Georges-Charles DUFRESNE (Millemont, 1876 - La Seyne-sur-Mer, 1938)

La dompteuse

42 x 47 cm
1917
. Encre et aquarelle sur papier brun marouflé sur toile vernissée. Signé et daté en bas à gauche « dufresne 1917 »


Provenance
• Galerie Stiebel, Paris (d’après l’étiquette au revers).
• France, collection particulière

Après avoir commencé sa formation chez un graveur, Charles Dufresne entra en élève libre dans l’atelier du médailleur Hubert Ponscarme. Il travailla ensuite pour le sculpteur Alexandre Charpentier. Le jeune artiste présenta avec succès des médailles au Salon de la Nationale des Beaux-Arts en 1902, et, en 1903, au Salon des Beaux-Arts de Paris et au Salon de la Libre Esthétique de Bruxelles.

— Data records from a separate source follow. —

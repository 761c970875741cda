//! Shared-secret authentication for the revalidation webhook.

use sha2::{Digest, Sha256};
use subtle::ConstantTimeEq;

use super::error::AppError;

/// Checks the secret presented by the webhook sender.
///
/// The expected secret is injected at construction; an absent or blank
/// secret leaves the authenticator misconfigured and every request fails.
#[derive(Clone)]
pub struct WebhookAuthenticator {
    expected: Option<Vec<u8>>,
}

impl WebhookAuthenticator {
    pub fn new(secret: Option<String>) -> Self {
        let expected = secret
            .filter(|secret| !secret.trim().is_empty())
            .map(|secret| hash_secret(&secret));
        Self { expected }
    }

    pub fn is_configured(&self) -> bool {
        self.expected.is_some()
    }

    /// Verify `provided` against the configured secret.
    ///
    /// Fails with [`AppError::Misconfigured`] before looking at `provided`
    /// when no secret is configured.
    pub fn verify(&self, provided: &str) -> Result<(), AppError> {
        let expected = self.expected.as_ref().ok_or(AppError::Misconfigured)?;
        let provided = hash_secret(provided);
        if expected.as_slice().ct_eq(provided.as_slice()).unwrap_u8() == 0 {
            return Err(AppError::Unauthorized);
        }
        Ok(())
    }
}

impl std::fmt::Debug for WebhookAuthenticator {
    fn fmt(&self, f: &mut std::fmt::Formatter<'_>) -> std::fmt::Result {
        f.debug_struct("WebhookAuthenticator")
            .field("configured", &self.is_configured())
            .finish()
    }
}

/// Pick the secret the sender presented.
///
/// `Authorization: Bearer <secret>` wins (scheme matched case-insensitively,
/// value trimmed); an empty bearer value falls back to the `secret` query
/// parameter. Nothing presented yields an empty string.
pub fn provided_secret(authorization: Option<&str>, query_secret: Option<&str>) -> String {
    authorization
        .map(strip_bearer)
        .map(str::trim)
        .filter(|value| !value.is_empty())
        .or(query_secret)
        .unwrap_or_default()
        .to_string()
}

fn strip_bearer(header: &str) -> &str {
    let header = header.trim_start();
    match header.get(..6) {
        Some(scheme) if scheme.eq_ignore_ascii_case("bearer") => {
            let rest = &header[6..];
            if rest.starts_with(char::is_whitespace) {
                rest
            } else {
                header
            }
        }
        _ => header,
    }
}

fn hash_secret(secret: &str) -> Vec<u8> {
    let mut hasher = Sha256::new();
    hasher.update(secret.as_bytes());
    hasher.finalize().to_vec()
}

Deux ans plus tard cependant, au Salon des Indépendants, il exposa huit pastels. Car entretemps, Dufresne « dont les médailleurs les plus en vue envient la science du modelé, a quitté [...] la cire et l’ébauchoir pour le pastel ». Et au critique Charles Saunier de poursuivre : « Et un Dufrêne (sic) nouveau, point tout-à-fait imprévu pour ceux qui ont la bonne fortune de connaître l’artiste, de jouir de son esprit observateur et primesautier, apparaît. Un Dufrêne proche parent de Degas, disant d’une façon nouvelle, bien à lui, le pittoresque du café-concert, les allures de ses habitués, de ceux qui en vivent et de ceux qui en souffrent. Tout cela exprimé dans un dessin sobre mais essentiel et rehaussé de tonalités vibrantes. Après tout, les pastels de Dufresne sont peut-être le clou du salon des Indépendants, la plus grande nouveauté de ce rendez-vous de tant d’audaces. »

Peintre autodidacte et singulier, marqué à la fois par ses contemporains comme Toulouse-Lautrec ou Degas, et les maîtres anciens comme Véronèse, Tiepolo ou Rubens, Charles Dufresne obtint, en 1910, une bourse pour la villa Abd-el-Tif à Alger. La « villa Médicis algérienne », plus libérale et plus ouverte aux tendances de l’art moderne que l’institution romaine, accueillait des artistes dont la personnalité était déjà affirmée, leur permettant de travailler sans contrainte. Ce séjour de deux ans libéra le besoin d’exotisme de l’artiste. Sous le ciel d’Alger, il renonça au pastel pour l’encre de Chine, cherchant à capter la lumière si parti- culière de l’Afrique du Nord, puis se tourna vers l’aquarelle et l’huile qui traduisaient mieux que le velouté du pastel l’intensité chromatique de la vie orientale.

De retour à Paris, Dufresne continua d’exploiter les thèmes algériens sans pour autant abandonner ses observations parisiennes de café-concert, cirque ou guinguette, désormais traitées au pinceau d’une ligne nerveuse, avec une répartition attentive des ombres et des lumières. C’est à cette période de l’immédiat avant-guerre qu’appartient La Dompteuse conservée au Centre Pompidou, œuvre sans espace, confrontant, dans un fondu de sépia, les contours anguleux des fauves et la plastique molle de la femme de cirque.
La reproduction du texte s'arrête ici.